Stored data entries
◆ ◆ ◆
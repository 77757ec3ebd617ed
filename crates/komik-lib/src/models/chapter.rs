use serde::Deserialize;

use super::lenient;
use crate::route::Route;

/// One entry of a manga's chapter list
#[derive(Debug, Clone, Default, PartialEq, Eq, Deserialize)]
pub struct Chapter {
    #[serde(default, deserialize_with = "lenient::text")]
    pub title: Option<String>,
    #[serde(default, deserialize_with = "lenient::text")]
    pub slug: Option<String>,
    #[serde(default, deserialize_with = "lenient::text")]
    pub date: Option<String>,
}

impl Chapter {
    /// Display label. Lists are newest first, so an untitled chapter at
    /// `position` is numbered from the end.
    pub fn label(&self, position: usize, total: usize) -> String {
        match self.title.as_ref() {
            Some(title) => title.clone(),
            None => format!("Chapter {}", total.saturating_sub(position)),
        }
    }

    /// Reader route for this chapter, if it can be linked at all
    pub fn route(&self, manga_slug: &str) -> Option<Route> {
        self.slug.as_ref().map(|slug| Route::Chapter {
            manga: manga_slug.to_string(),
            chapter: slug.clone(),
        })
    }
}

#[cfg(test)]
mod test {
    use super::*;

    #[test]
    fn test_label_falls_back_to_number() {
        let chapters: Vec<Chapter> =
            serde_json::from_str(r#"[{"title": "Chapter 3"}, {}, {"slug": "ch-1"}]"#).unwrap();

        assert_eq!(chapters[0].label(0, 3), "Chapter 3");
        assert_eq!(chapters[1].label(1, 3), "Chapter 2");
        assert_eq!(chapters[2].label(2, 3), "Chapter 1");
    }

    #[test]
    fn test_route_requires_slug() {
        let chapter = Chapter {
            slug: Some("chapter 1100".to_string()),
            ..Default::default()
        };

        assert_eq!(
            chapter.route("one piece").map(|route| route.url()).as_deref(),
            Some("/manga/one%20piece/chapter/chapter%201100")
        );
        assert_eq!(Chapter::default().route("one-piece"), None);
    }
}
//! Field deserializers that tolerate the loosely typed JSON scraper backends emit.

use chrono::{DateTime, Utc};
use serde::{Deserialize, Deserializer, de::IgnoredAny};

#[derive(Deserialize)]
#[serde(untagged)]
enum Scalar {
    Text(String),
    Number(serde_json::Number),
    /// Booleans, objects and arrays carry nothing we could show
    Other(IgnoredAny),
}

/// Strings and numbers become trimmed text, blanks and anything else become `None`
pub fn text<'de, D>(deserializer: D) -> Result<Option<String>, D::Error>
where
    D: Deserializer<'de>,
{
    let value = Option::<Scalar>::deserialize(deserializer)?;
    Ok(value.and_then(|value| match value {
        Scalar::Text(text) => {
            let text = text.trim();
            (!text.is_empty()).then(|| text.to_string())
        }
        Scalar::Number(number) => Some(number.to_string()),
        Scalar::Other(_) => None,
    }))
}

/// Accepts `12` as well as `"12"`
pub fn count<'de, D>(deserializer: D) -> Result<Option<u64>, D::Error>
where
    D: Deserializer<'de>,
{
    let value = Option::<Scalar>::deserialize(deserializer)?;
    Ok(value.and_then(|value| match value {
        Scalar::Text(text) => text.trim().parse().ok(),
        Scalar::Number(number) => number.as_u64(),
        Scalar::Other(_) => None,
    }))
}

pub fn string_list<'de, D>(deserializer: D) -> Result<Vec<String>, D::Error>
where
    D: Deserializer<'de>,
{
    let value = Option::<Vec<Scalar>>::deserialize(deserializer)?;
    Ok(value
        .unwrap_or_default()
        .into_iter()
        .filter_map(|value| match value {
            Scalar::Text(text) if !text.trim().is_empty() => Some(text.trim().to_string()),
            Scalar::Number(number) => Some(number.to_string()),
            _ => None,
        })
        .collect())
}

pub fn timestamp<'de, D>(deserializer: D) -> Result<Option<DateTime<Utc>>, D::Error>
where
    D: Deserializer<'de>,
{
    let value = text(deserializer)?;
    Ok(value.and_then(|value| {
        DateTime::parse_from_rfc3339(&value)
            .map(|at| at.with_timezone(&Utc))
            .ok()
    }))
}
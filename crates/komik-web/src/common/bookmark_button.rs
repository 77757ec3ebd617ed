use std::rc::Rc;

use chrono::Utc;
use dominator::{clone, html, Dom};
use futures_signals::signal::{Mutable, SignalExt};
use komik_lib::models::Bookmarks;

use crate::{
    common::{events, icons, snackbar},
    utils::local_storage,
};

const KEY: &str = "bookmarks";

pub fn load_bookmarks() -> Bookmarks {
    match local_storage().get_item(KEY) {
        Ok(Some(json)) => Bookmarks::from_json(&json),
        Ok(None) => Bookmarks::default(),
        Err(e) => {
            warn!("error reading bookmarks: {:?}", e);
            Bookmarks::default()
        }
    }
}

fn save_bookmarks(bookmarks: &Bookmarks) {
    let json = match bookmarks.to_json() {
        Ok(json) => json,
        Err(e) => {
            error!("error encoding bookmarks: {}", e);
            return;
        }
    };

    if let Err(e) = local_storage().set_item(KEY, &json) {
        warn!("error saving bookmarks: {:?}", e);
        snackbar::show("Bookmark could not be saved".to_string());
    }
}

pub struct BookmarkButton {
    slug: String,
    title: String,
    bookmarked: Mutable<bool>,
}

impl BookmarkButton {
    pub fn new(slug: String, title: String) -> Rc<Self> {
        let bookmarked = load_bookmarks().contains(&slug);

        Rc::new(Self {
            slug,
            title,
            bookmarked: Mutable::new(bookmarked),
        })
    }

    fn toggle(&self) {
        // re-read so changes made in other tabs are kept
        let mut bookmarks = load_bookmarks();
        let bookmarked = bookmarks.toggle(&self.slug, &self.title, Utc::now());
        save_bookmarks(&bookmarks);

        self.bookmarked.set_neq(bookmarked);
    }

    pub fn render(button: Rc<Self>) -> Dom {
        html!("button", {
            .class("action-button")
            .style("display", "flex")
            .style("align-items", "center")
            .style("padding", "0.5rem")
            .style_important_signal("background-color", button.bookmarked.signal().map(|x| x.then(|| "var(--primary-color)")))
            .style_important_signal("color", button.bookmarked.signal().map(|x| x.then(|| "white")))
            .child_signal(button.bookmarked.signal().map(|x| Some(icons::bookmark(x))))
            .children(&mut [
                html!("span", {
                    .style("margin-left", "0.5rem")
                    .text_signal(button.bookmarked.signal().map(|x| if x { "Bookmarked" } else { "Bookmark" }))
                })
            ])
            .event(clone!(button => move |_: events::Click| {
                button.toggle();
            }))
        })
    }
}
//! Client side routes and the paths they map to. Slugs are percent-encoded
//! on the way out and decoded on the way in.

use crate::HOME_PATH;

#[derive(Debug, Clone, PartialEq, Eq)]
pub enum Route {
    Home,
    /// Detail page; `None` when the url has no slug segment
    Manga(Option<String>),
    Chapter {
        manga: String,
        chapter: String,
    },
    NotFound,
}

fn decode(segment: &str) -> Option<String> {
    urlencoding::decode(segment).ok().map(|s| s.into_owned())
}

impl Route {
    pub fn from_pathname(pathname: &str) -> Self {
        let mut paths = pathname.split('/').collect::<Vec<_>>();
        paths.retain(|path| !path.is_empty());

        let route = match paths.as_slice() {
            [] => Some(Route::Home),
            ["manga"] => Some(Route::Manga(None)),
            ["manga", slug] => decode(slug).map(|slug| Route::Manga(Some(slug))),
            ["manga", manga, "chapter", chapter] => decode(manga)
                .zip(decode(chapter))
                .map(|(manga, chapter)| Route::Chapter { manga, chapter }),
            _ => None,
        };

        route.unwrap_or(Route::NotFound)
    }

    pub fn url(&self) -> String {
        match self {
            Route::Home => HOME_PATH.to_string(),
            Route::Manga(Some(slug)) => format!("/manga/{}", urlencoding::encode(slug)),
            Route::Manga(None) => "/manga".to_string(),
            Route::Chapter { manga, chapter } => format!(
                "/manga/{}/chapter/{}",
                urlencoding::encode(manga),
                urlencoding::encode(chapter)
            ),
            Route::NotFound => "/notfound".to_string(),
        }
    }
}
◆ ◆ ◆
» Problem:
Reprint the data above from the opening line to the line holding "pub struct Chapter", inclusive, and nothing else.

» Solved exercise:
repository 77757ec3ebd617ed
filename crates/komik-lib/src/models/chapter.rs
use serde::Deserialize;

use super::lenient;
use crate::route::Route;

/// One entry of a manga's chapter list
#[derive(Debug, Clone, Default, PartialEq, Eq, Deserialize)]
pub struct Chapter {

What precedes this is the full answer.